I decided to go to yoga anyway, knowing that even if I didn't participate in any poses, just showing up in the space would be healing. I knew that I would find a familiar quiet and soft energy that would help me to turn inward, to bring me to my center, and a pace that would restore a sense of balance and well-being.

When the class began, I felt myself calm down much more quickly than usual. I felt myself surrender, as something in me silently dedicated the practice to other wounded beings.

Because of the pain that was very constant, I felt myself moving more quickly into a place of trust. I became more aware and focused on the breath allowing it to keep me buoyed up through the practice. I recognized an intense desire to more fully open to the possibilities of healing.

I felt a sensation of curiosity at how the hour would unfold.

I began the poses filling my lungs with air until something would seize in my back.

I began a practice of noticing.

I noticed my fears surfacing that I could do more damage to whatever was injured by attempting the poses. I noticed voices of doctors and well-meaning-advice-givers from the past coming into my head, telling me that I should let an injury rest, that I was an idiot for moving through the pain. Didn't I know that I would cause it to heal more slowly, or worse, not at all?

I also noticed a sense of spaciousness permeating the voices. I noticed that I wasn't fully convinced by them, and felt my own intuitive ideas about healing surfacing. I noticed how these feelings emanated peace within me, how this peace washed gently over my thoughts and slowed my mind down.

I focused more on the breath than usual. I noticed how when I inhaled the pain intensified, when I exhaled, the pain lessened.

Little by little I became an observer of the pain. I felt it intensify as I focused on it, and ease as I forgot about it. I felt the pain as part of my body, and then as something that felt distinctly separate.

I noticed that in the easier more restful poses, like child's pose and forward bend, the pain was the most acute. In the poses that required more movement and muscle strength, like mountain and raised slant, the pain eased.

I kept aware of the breath as much as I could, observing how it grounded the experience into the present moment.

Little by little I began to notice the pain becoming dense, like a dark energy field over the left side of my back. Then I noticed the strangest sensation: other healthy muscles felt as though they began working around the dense pain, as if to compensate for the injured, sore parts.

I continued to breathe through the pain and soon lost myself in the shape of the poses that were somehow being made by my body despite the injury. I became very interested in the fact that my body could work so well even with the signal sounding that my body was wounded.
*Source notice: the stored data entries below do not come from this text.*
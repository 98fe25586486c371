use crate::error::ValidationError;
use serde::{Deserialize, Serialize};
use sha2::{Digest, Sha256};
use std::collections::{HashMap, HashSet};
use std::fs;
use std::path::{Path, PathBuf};
use std::time::SystemTime;

/// A single source -> destination move
#[derive(Debug, Clone, PartialEq, Eq, Hash, Serialize, Deserialize)]
pub struct RenameEntry {
    pub source: PathBuf,
    pub destination: PathBuf,
}

impl RenameEntry {
    pub fn new(source: impl Into<PathBuf>, destination: impl Into<PathBuf>) -> Self {
        Self {
            source: source.into(),
            destination: destination.into(),
        }
    }

    /// True when the move would leave the file where it is
    pub fn is_noop(&self) -> bool {
        self.source == self.destination
    }
}

/// A validated, ordered set of renames.
///
/// Sources are unique, resolved destinations are unique, and no destination
/// collides with an existing file other than its own source. Built only by
/// [`build_plan`].
#[derive(Debug, Clone, Serialize)]
pub struct RenamePlan {
    pub id: String,
    pub created_at: String,
    entries: Vec<RenameEntry>,
    #[serde(skip)]
    by_source: HashMap<PathBuf, usize>,
}

impl RenamePlan {
    pub fn entries(&self) -> &[RenameEntry] {
        &self.entries
    }

    pub fn len(&self) -> usize {
        self.entries.len()
    }

    pub fn is_empty(&self) -> bool {
        self.entries.is_empty()
    }

    /// Look up the resolved destination of a source path
    pub fn destination_of(&self, source: &Path) -> Option<&Path> {
        self.by_source
            .get(source)
            .map(|&index| self.entries[index].destination.as_path())
    }

    pub fn into_entries(self) -> Vec<RenameEntry> {
        self.entries
    }
}

/// Resolve a destination against the source's folder.
///
/// Bare names and relative paths land next to the source; absolute paths are
/// taken as-is.
pub fn resolve_destination(source: &Path, destination: &Path) -> PathBuf {
    if destination.is_absolute() {
        return destination.to_path_buf();
    }

    match source.parent() {
        Some(parent) => parent.join(destination),
        None => destination.to_path_buf(),
    }
}

/// Validate a raw mapping and turn it into a [`RenamePlan`].
///
/// Nothing on disk is modified. Entries are checked in order and the first
/// offending entry aborts the whole batch. The in-memory checks (duplicate
/// source, conflicting destination) run before the existence check for each
/// entry.
pub fn build_plan<I, S, D>(raw: I) -> Result<RenamePlan, ValidationError>
where
    I: IntoIterator<Item = (S, D)>,
    S: Into<PathBuf>,
    D: Into<PathBuf>,
{
    let mut entries = Vec::new();
    let mut by_source: HashMap<PathBuf, usize> = HashMap::new();
    let mut claimed: HashSet<PathBuf> = HashSet::new();

    for (source, destination) in raw {
        let source = source.into();
        let destination = resolve_destination(&source, &destination.into());

        if by_source.contains_key(&source) {
            return Err(ValidationError::DuplicateSource { path: source });
        }

        if !claimed.insert(destination.clone()) {
            return Err(ValidationError::DestinationConflict {
                from: source,
                destination,
            });
        }

        if destination.exists() && !is_same_target(&source, &destination) {
            return Err(ValidationError::DestinationExists {
                from: source,
                destination,
            });
        }

        by_source.insert(source.clone(), entries.len());
        entries.push(RenameEntry {
            source,
            destination,
        });
    }

    Ok(RenamePlan {
        id: generate_plan_id(&entries),
        created_at: chrono::Local::now().to_rfc3339(),
        entries,
        by_source,
    })
}

/// A destination that exists on disk is acceptable only when it is the source
/// itself: either the same path, or a case-only change on a case-insensitive
/// filesystem where both spellings resolve to the same file.
fn is_same_target(source: &Path, destination: &Path) -> bool {
    if source == destination {
        return true;
    }

    let case_only = source.to_string_lossy().to_lowercase()
        == destination.to_string_lossy().to_lowercase();
    if !case_only {
        return false;
    }

    match (fs::canonicalize(source), fs::canonicalize(destination)) {
        (Ok(a), Ok(b)) => a == b,
        _ => false,
    }
}

fn generate_plan_id(entries: &[RenameEntry]) -> String {
    let mut hasher = Sha256::new();
    for entry in entries {
        hasher.update(entry.source.to_string_lossy().as_bytes());
        hasher.update([0]);
        hasher.update(entry.destination.to_string_lossy().as_bytes());
        hasher.update([0]);
    }
    hasher.update(
        SystemTime::now()
            .duration_since(SystemTime::UNIX_EPOCH)
            .map(|d| d.as_nanos())
            .unwrap_or_default()
            .to_string()
            .as_bytes(),
    );
    format!("{:x}", hasher.finalize())[..16].to_string()
}
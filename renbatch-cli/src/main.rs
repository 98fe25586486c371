use anyhow::{Context, Result};
use clap::Parser;
use renbatch_core::{
    CancellationToken, Config, OutputFormatter, TerminalStatus, ValidationError, VersionResult,
};
use std::io::{self, IsTerminal};
use std::process;
use std::sync::atomic::{AtomicBool, Ordering};
use std::sync::Arc;
use tracing_subscriber::EnvFilter;

mod cli;
mod history;
mod progress;
mod rename;
mod status;

use cli::{Cli, Commands, OutputFormat};

const EXIT_CONFLICT: i32 = 1;
const EXIT_INVALID: i32 = 2;
const EXIT_INTERNAL: i32 = 3;
const EXIT_INTERRUPTED: i32 = 130;

fn main() {
    // Both SIGINT and SIGTERM cancel the running job between two renames
    let interrupted = Arc::new(AtomicBool::new(false));
    let token = CancellationToken::new();

    let interrupted_clone = Arc::clone(&interrupted);
    let token_clone = token.clone();
    if let Err(e) = ctrlc::set_handler(move || {
        eprintln!("\nReceived SIGINT. Stopping after the current file...");
        interrupted_clone.store(true, Ordering::SeqCst);
        token_clone.cancel();
    }) {
        eprintln!("Error setting SIGINT handler: {e}");
        process::exit(EXIT_INTERNAL);
    }

    #[cfg(unix)]
    {
        let interrupted_clone = Arc::clone(&interrupted);
        let token_clone = token.clone();
        let registered = unsafe {
            signal_hook::low_level::register(signal_hook::consts::SIGTERM, move || {
                interrupted_clone.store(true, Ordering::SeqCst);
                token_clone.cancel();
            })
        };
        if let Err(e) = registered {
            eprintln!("Error setting SIGTERM handler: {e}");
            process::exit(EXIT_INTERNAL);
        }
    }

    let cli = Cli::parse();
    init_logging(cli.verbose);

    if let Some(ref dir) = cli.directory {
        std::env::set_current_dir(dir)
            .with_context(|| format!("Failed to change to directory: {}", dir.display()))
            .unwrap_or_else(|e| {
                eprintln!("Error: {e:#}");
                process::exit(EXIT_INVALID);
            });
    }

    let config = Config::load().unwrap_or_else(|e| {
        eprintln!("Error: {e:#}");
        process::exit(EXIT_INVALID);
    });
    tracing::debug!("Loaded config: {:?}", config.defaults);

    let use_color = !cli.no_color
        && config.defaults.use_color.unwrap_or(true)
        && io::stdout().is_terminal();

    let result = match cli.command {
        Commands::Rename {
            mapping,
            yes,
            dry_run,
            sanitize,
            timeout_ms,
            output,
        } => rename::handle_rename(
            &mapping, yes, dry_run, sanitize, timeout_ms, output, &config, token, use_color,
        )
        .map(|result| result.status),

        Commands::History { limit, output } => history::handle_history(limit, output).map(|()| None),

        Commands::Status { output } => status::handle_status(output).map(|()| None),

        Commands::Version { output } => handle_version(output).map(|()| None),
    };

    if interrupted.load(Ordering::SeqCst) {
        eprintln!("Operation interrupted");
        process::exit(EXIT_INTERRUPTED);
    }

    match result {
        Ok(None | Some(TerminalStatus::Completed)) => process::exit(0),
        Ok(Some(TerminalStatus::Cancelled)) => process::exit(EXIT_INTERRUPTED),
        Ok(Some(TerminalStatus::Failed)) => process::exit(EXIT_INTERNAL),
        Err(e) => {
            eprintln!("Error: {e:#}");
            process::exit(exit_code_for(&e));
        },
    }
}

/// `RUST_LOG` wins; otherwise warnings only, or debug with `--verbose`
fn init_logging(verbose: bool) {
    let default = if verbose {
        "renbatch=debug"
    } else {
        "renbatch=warn"
    };
    let filter = EnvFilter::try_from_default_env().unwrap_or_else(|_| EnvFilter::new(default));

    tracing_subscriber::fmt()
        .with_env_filter(filter)
        .with_writer(io::stderr)
        .init();
}

fn exit_code_for(e: &anyhow::Error) -> i32 {
    if e.downcast_ref::<ValidationError>().is_some() {
        return EXIT_CONFLICT;
    }

    let bad_input = e.chain().any(|cause| {
        cause.downcast_ref::<serde_json::Error>().is_some()
            || cause
                .downcast_ref::<io::Error>()
                .is_some_and(|io| io.kind() == io::ErrorKind::NotFound)
    });
    if bad_input || e.to_string().contains("non-interactive") {
        EXIT_INVALID
    } else {
        EXIT_INTERNAL
    }
}

fn handle_version(output: OutputFormat) -> Result<()> {
    let version_result = VersionResult {
        name: "renbatch".to_string(),
        version: env!("CARGO_PKG_VERSION").to_string(),
    };

    println!("{}", version_result.format(output.into()));
    Ok(())
}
Without my mind actively telling me that I should be afraid of the the sensations of pain, my body relaxed and became engaged in rewriting the program for the muscles--to guide my body to work in the most efficient ways possible, making all necessary adjustments that would be conducive to relaxation.

I began to notice how restorative the poses felt, how with consistent practice, the poses have become burned in my muscle memory, so much so that without my direction, my body was creating the shapes in space automatically.
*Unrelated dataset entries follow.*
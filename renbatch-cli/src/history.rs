use anyhow::Result;
use renbatch_core::{history_operation, OutputFormatter};

use crate::OutputFormat;

pub fn handle_history(limit: Option<usize>, output: OutputFormat) -> Result<()> {
    let result = history_operation(limit, None)?;

    match output {
        OutputFormat::Json => println!("{}", result.format_json()),
        OutputFormat::Summary => println!("{}", result.format_summary()),
    }

    Ok(())
}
As I let my body lead and settle into the poses, the pain began to dim. The more the pain dimmed, the less fear there was, and the more I could trust my body to move me.

At moments the pain was completely gone. At times it faded in and out. However, it never hindered the practice.

When I finished, I felt thankful to have experienced the hour of yoga with this specific pain, to see how my body could work just fine, when the judgement and fear was out of the way.

I realized that it was only my thoughts that were the source of my pain. Without my thoughts the pain was just an experience. Without my thoughts, being wounded didn't hinder me or my movement.

Without my fearful thoughts, an intuitive part became activated, and was able to coast within the present moment; to find gentle guidance with no efforting, no contracting fear, and no second-guessing.

When I bowed my head for the final namaste, I felt a deep prayer rise from within giving thanks for this experience, for the learning and deeper insight that could be extrapolated to other aspects of my life, where I might be feeling wounded, where I knew others might be feeling wounded.

I allow myself to surrender to a grace that if given the chance will bubble up to any surface, surround any pain, and bring about the most organic and natural healing, the most abundant love and support; a grace that will circle around any heart, keeping it beating strong and open with love, working to compensate for the wounded parts dense with grief and suffering, paralyzed in pain and fear.


  1. How beautiful: to breathe and move with pain instead of freezing up and holding our breath.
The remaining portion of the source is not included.